The following table shows the results of the 2021 election.

| Party |  | Ward |  |  | List |  |  | Total seats |
| Votes | % | Seats | Votes | % | Seats |
|  | African National Congress | 33,057 | 60.53 | 32 | 34,676 | 63.81 | 12 | 44 |
|  | Democratic Alliance | 5,939 | 10.88 | 1 | 5,700 | 10.49 | 6 | 7 |
|  | Economic Freedom Fighters | 3,997 | 7.32 | 0 | 4,565 | 8.40 | 6 | 6 |
|  | The Independents | 3,033 | 5.55 | 0 | 4,196 | 7.72 | 5 | 5 |
|  | Independent candidates | 5,521 | 10.11 | 1 |  |  |  | 1 |
|  | Independent South African National Civic Organisation | 666 | 1.22 | 0 | 2,323 | 4.27 | 2 | 2 |
|  | United Democratic Movement | 569 | 1.04 | 0 | 738 | 1.36 | 1 | 1 |
|  | Patriotic Alliance | 582 | 1.07 | 0 | 560 | 1.03 | 1 | 1 |
|  | African Transformation Movement | 353 | 0.65 | 0 | 549 | 1.01 | 1 | 1 |
|  | Pan Africanist Congress of Azania | 320 | 0.59 | 0 | 386 | 0.71 | 0 | 0 |
|  | Congress of the People | 290 | 0.53 | 0 | 251 | 0.46 | 0 | 0 |
|  | Freedom Front Plus | 160 | 0.29 | 0 | 153 | 0.28 | 0 | 0 |
|  | Progressive Front of South Africa | 92 | 0.17 | 0 | 140 | 0.26 | 0 | 0 |
|  | African Multicultural Economic Congress | 30 | 0.05 | 0 | 104 | 0.19 | 0 | 0 |
| Total |  | 54,609 | 100.00 | 34 | 54,341 | 100.00 | 34 | 68 |
| Valid votes |  | 54,609 | 97.95 |  | 54,341 | 97.38 |  |  |
| Invalid/blank votes |  | 1,144 | 2.05 |  | 1,463 | 2.62 |  |  |
| Total votes |  | 55,753 | 100.00 |  | 55,804 | 100.00 |  |  |
| Registered voters/turnout |  | 118,637 | 46.99 |  | 118,637 | 47.04 |  |  |

===By-elections from November 2021===
The following by-elections were held to fill vacant ward seats in the period from November 2021.

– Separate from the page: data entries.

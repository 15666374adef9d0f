use crossbeam_channel::{Receiver, Sender, TryRecvError, TrySendError};

use super::{Arrival, PathHandle, Transport, TransportError};
use crate::wire::Header;
use crate::ProcessId;

/// Frames each inbox holds before senders see back-pressure
pub const DEFAULT_SLOTS: usize = 4096;

/// Payload limit of a shared-memory frame
pub const DEFAULT_MAX_PAYLOAD: usize = 16 * 1024;

/// A set of inboxes shared by co-resident processes.
///
/// Every process of the fabric takes its [`endpoint`](SharedMemoryFabric::endpoint) and
/// registers it with its universe. Frames move as decoded headers, without byte-order
/// conversion.
///
/// ```
/// use mpi_ptp::transport::SharedMemoryFabric;
///
/// let fabric = SharedMemoryFabric::new(2);
/// let zero = fabric.endpoint(0).unwrap();
/// let one = fabric.endpoint(1).unwrap();
/// # drop((zero, one));
/// ```
pub struct SharedMemoryFabric {
    inboxes: Vec<(Sender<Arrival>, Receiver<Arrival>)>,
    max_payload: usize,
}

impl SharedMemoryFabric {
    /// A fabric for processes `0..size`.
    pub fn new(size: u32) -> Self {
        Self::with_slots(size, DEFAULT_SLOTS)
    }

    /// A fabric whose inboxes hold at most `slots` frames.
    pub fn with_slots(size: u32, slots: usize) -> Self {
        SharedMemoryFabric {
            inboxes: (0..size)
                .map(|_| crossbeam_channel::bounded(slots.max(1)))
                .collect(),
            max_payload: DEFAULT_MAX_PAYLOAD,
        }
    }

    /// Change the payload limit of endpoints taken afterwards.
    pub fn with_max_payload(mut self, max_payload: usize) -> Self {
        self.max_payload = max_payload.max(1);
        self
    }

    /// The driver for `process`, or `None` if the process is not part of the fabric.
    pub fn endpoint(&self, process: ProcessId) -> Option<SharedMemoryTransport> {
        let (_, inbox) = self.inboxes.get(process as usize)?;
        Some(SharedMemoryTransport {
            peers: self.inboxes.iter().map(|(tx, _)| tx.clone()).collect(),
            inbox: inbox.clone(),
            max_payload: self.max_payload,
        })
    }
}

/// Driver for processes that share an address space.
pub struct SharedMemoryTransport {
    peers: Vec<Sender<Arrival>>,
    inbox: Receiver<Arrival>,
    max_payload: usize,
}

impl Transport for SharedMemoryTransport {
    fn name(&self) -> &'static str {
        "shmem"
    }

    fn is_reliable(&self) -> bool {
        true
    }

    fn max_payload(&self) -> usize {
        self.max_payload
    }

    fn can_reach(&self, dest: ProcessId) -> bool {
        (dest as usize) < self.peers.len()
    }

    fn open(&mut self, dest: ProcessId) -> Result<PathHandle, TransportError> {
        if !self.can_reach(dest) {
            return Err(TransportError::Unreachable(dest));
        }
        Ok(PathHandle(dest))
    }

    fn send_fragment(
        &mut self,
        path: PathHandle,
        header: &Header,
        payload: &[u8],
    ) -> Result<(), TransportError> {
        let peer = self
            .peers
            .get(path.0 as usize)
            .ok_or(TransportError::Unreachable(path.0))?;
        let arrival = Arrival {
            header: *header,
            payload: payload.to_vec(),
        };
        match peer.try_send(arrival) {
            Ok(()) => Ok(()),
            Err(TrySendError::Full(_)) => Err(TransportError::Busy),
            Err(TrySendError::Disconnected(_)) => Err(TransportError::Closed(path.0)),
        }
    }

    fn poll_for_arrivals(&mut self, arrivals: &mut Vec<Arrival>) -> Result<(), TransportError> {
        loop {
            match self.inbox.try_recv() {
                Ok(arrival) => arrivals.push(arrival),
                Err(TryRecvError::Empty) | Err(TryRecvError::Disconnected) => return Ok(()),
            }
        }
    }

    fn close(&mut self, _path: PathHandle) {}
}

#[cfg(test)]
mod tests {
    use super::*;
    use crate::wire::{AckHeader, AckStatus};

    fn ack(src: ProcessId, dst: ProcessId) -> Header {
        let mut ack = AckHeader {
            status: AckStatus::Accept,
            flags: 0,
            context: 0,
            src,
            dst,
            acked_frag_seq: 1,
            acked_msg_seq: 1,
            received_seq: 1,
            delivered_seq: 1,
            checksum: 0,
        };
        ack.seal();
        Header::Ack(ack)
    }

    #[test]
    fn frames_reach_the_right_inbox() {
        let fabric = SharedMemoryFabric::new(3);
        let mut zero = fabric.endpoint(0).unwrap();
        let mut two = fabric.endpoint(2).unwrap();
        assert!(fabric.endpoint(3).is_none());

        let path = zero.open(2).unwrap();
        zero.send_fragment(path, &ack(0, 2), &[]).unwrap();

        let mut arrivals = Vec::new();
        zero.poll_for_arrivals(&mut arrivals).unwrap();
        assert!(arrivals.is_empty());
        two.poll_for_arrivals(&mut arrivals).unwrap();
        assert_eq!(arrivals.len(), 1);
        assert_eq!(arrivals[0].header.src(), 0);
    }

    #[test]
    fn full_inbox_is_busy() {
        let fabric = SharedMemoryFabric::with_slots(2, 1);
        let mut zero = fabric.endpoint(0).unwrap();
        let path = zero.open(1).unwrap();
        zero.send_fragment(path, &ack(0, 1), &[]).unwrap();
        assert!(matches!(
            zero.send_fragment(path, &ack(0, 1), &[]),
            Err(TransportError::Busy)
        ));
    }
}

| Date | Ward | Party of the previous councillor |  | Party of the newly elected councillor |  |
|---|---|---|---|---|---|
| 20 April 2022 | 33 |  | African National Congress |  | Independent candidate |
| 30 November 2022 | 33 |  | Independent candidate |  | African National Congress |
| 23 August 2023 | 25 |  | African National Congress |  | African National Congress |
| 4 Dec 2024 | 31 |  | African National Congress |  | African National Congress |

A by-election was held in ward 33 on 20 April 2022 after the court ordered a rerun due to irregularities. Independent candidate Ntombekhaya Kortman, who had lost by 4 votes in 2021, won the rerun. Kortman died later that year after an illness, and in a by-election held on 30 November, the ANC regained the seat.